From this quote we learn two things. The first element is that through this Sacrament the priests and the Church commend to Jesus Christ, the risen Lord, those who are ill so that he might welcome them into his Heavenly kingdom.

Before we discuss this Sacrament any further, we will just take a moment to look at the concept of illness, as described by the Catechism of the Catholic Church. ‘The Anointing of the Sick “is not a sacrament for those only who are at the point of death. Hence, as soon as anyone of the faithful begins to be in danger of death from sickness or old age, the fitting time for him to receive this sacrament has certainly already arrived.”’ (CCC 1514)

So then, it is fitting to say that through the Sacrament of the Anointing of the Sick those who are gravely ill through sickness or old age are commended by the Church on earth to the care of the risen Lord so that he might save them and welcome them into his Heavenly Kingdom. There is often a little confusion as to when the Sacrament of the Anointing of the Sick should be administered and at one point in the Church’s history, this Sacrament was referred to as Extreme Unction, thus placing the emphasis on the imminent death of those receiving the Sacrament.

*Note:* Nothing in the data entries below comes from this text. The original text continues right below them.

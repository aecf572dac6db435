// SPDX-FileCopyrightText: 2026 Bruno Meilick
// SPDX-License-Identifier: LicenseRef-Nestdraw-FreeUse-NoCopy-NoDerivatives
//
// All rights reserved.
//
// This file is part of Nestdraw and is proprietary software.
// Unauthorized copying, modification, or distribution is prohibited.

//! Nestdraw CLI entrypoint.
//!
//! By default this runs the interactive TUI on a document file. Use `--mcp` to serve the same
//! editor over MCP on stdio instead (intended for tool integrations).

use std::path::PathBuf;

use anyhow::{Context, Result};
use clap::Parser;
use tracing::info;

use nestdraw::config::Config;
use nestdraw::editor::Editor;
use nestdraw::logging::{self, LogTarget};
use nestdraw::store::{GraphFile, WriteDurability};

#[derive(Debug, Parser)]
#[command(name = "nestdraw", version, about = "Edit diagrams whose nodes contain diagrams")]
struct Cli {
    /// Document to open (defaults to the configured file, `graph-data.json`)
    file: Option<PathBuf>,

    /// Serve MCP over stdio instead of running the terminal UI
    #[arg(long)]
    mcp: bool,

    /// Config file (defaults to `<config dir>/nestdraw/config.toml`)
    #[arg(long, value_name = "PATH")]
    config: Option<PathBuf>,

    /// Fsync documents and their directory on every save
    #[arg(long)]
    durable_writes: bool,

    /// Append log lines to this file
    #[arg(long, value_name = "PATH")]
    log_file: Option<PathBuf>,
}

fn main() {
    if let Err(err) = run(Cli::parse()) {
        eprintln!("nestdraw: {err:#}");
        std::process::exit(1);
    }
}

fn run(cli: Cli) -> Result<()> {
    let config = Config::load(cli.config.as_deref())?;

    let log_file = cli.log_file.or(config.log_file);
    let target = match (cli.mcp, log_file) {
        (_, Some(path)) => LogTarget::File(path),
        (true, None) => LogTarget::Stderr,
        (false, None) => LogTarget::Off,
    };
    logging::init(&target, &config.log_filter)?;

    let durability = if cli.durable_writes { WriteDurability::Durable } else { config.durability };
    let file = GraphFile::new(cli.file.unwrap_or(config.file)).with_durability(durability);
    let mut editor = Editor::new(file).with_new_node_font_size(config.font_size);
    let opened = editor.open().context("Failed to open document")?;
    info!(path = %editor.file().path().display(), opened, mcp = cli.mcp, "starting");

    if cli.mcp {
        let mcp = nestdraw::mcp::NestdrawMcp::new(editor);
        let runtime = tokio::runtime::Builder::new_current_thread().enable_all().build()?;
        runtime
            .block_on(mcp.serve_stdio())
            .map_err(|err| anyhow::anyhow!("MCP server failed: {err}"))?;
        return Ok(());
    }

    nestdraw::tui::run(editor).context("Terminal UI failed")
}

#[cfg(test)]
mod tests {
    use super::Cli;
    use clap::Parser;
    use std::path::PathBuf;

    #[test]
    fn parses_empty_args() {
        let cli = Cli::try_parse_from(["nestdraw"]).expect("parse");
        assert_eq!(cli.file, None);
        assert!(!cli.mcp);
        assert!(!cli.durable_writes);
    }

    #[test]
    fn parses_file_and_flags() {
        let cli = Cli::try_parse_from([
            "nestdraw",
            "map.json",
            "--mcp",
            "--durable-writes",
            "--log-file",
            "nestdraw.log",
        ])
        .expect("parse");
        assert_eq!(cli.file, Some(PathBuf::from("map.json")));
        assert!(cli.mcp);
        assert!(cli.durable_writes);
        assert_eq!(cli.log_file, Some(PathBuf::from("nestdraw.log")));
    }

    #[test]
    fn rejects_unknown_flags_and_second_file() {
        assert!(Cli::try_parse_from(["nestdraw", "--demo"]).is_err());
        assert!(Cli::try_parse_from(["nestdraw", "a.json", "b.json"]).is_err());
    }
}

Whilst it still remains the case that those at the point of death should receive this Sacrament, we need also be aware that those who suffer through grave illness or old age, where there is a danger of death, should also receive this Sacrament. There is no need to wait until just prior to the death of that person.

There is an additional side to this Sacrament wherein the Church encourages those who receive it, to offer their suffering in unity with the Passion of Jesus and participate, in this particular way, to the mission of the people of God. Therefore, they join with Christ in the work of salvation. Indeed, this participation in the work of salvation is one undertaken by many of the Church’s saints. Some who immediately spring to mind are St John Vianney and St Therese of Liseux and recently canonized Mary MacKillop.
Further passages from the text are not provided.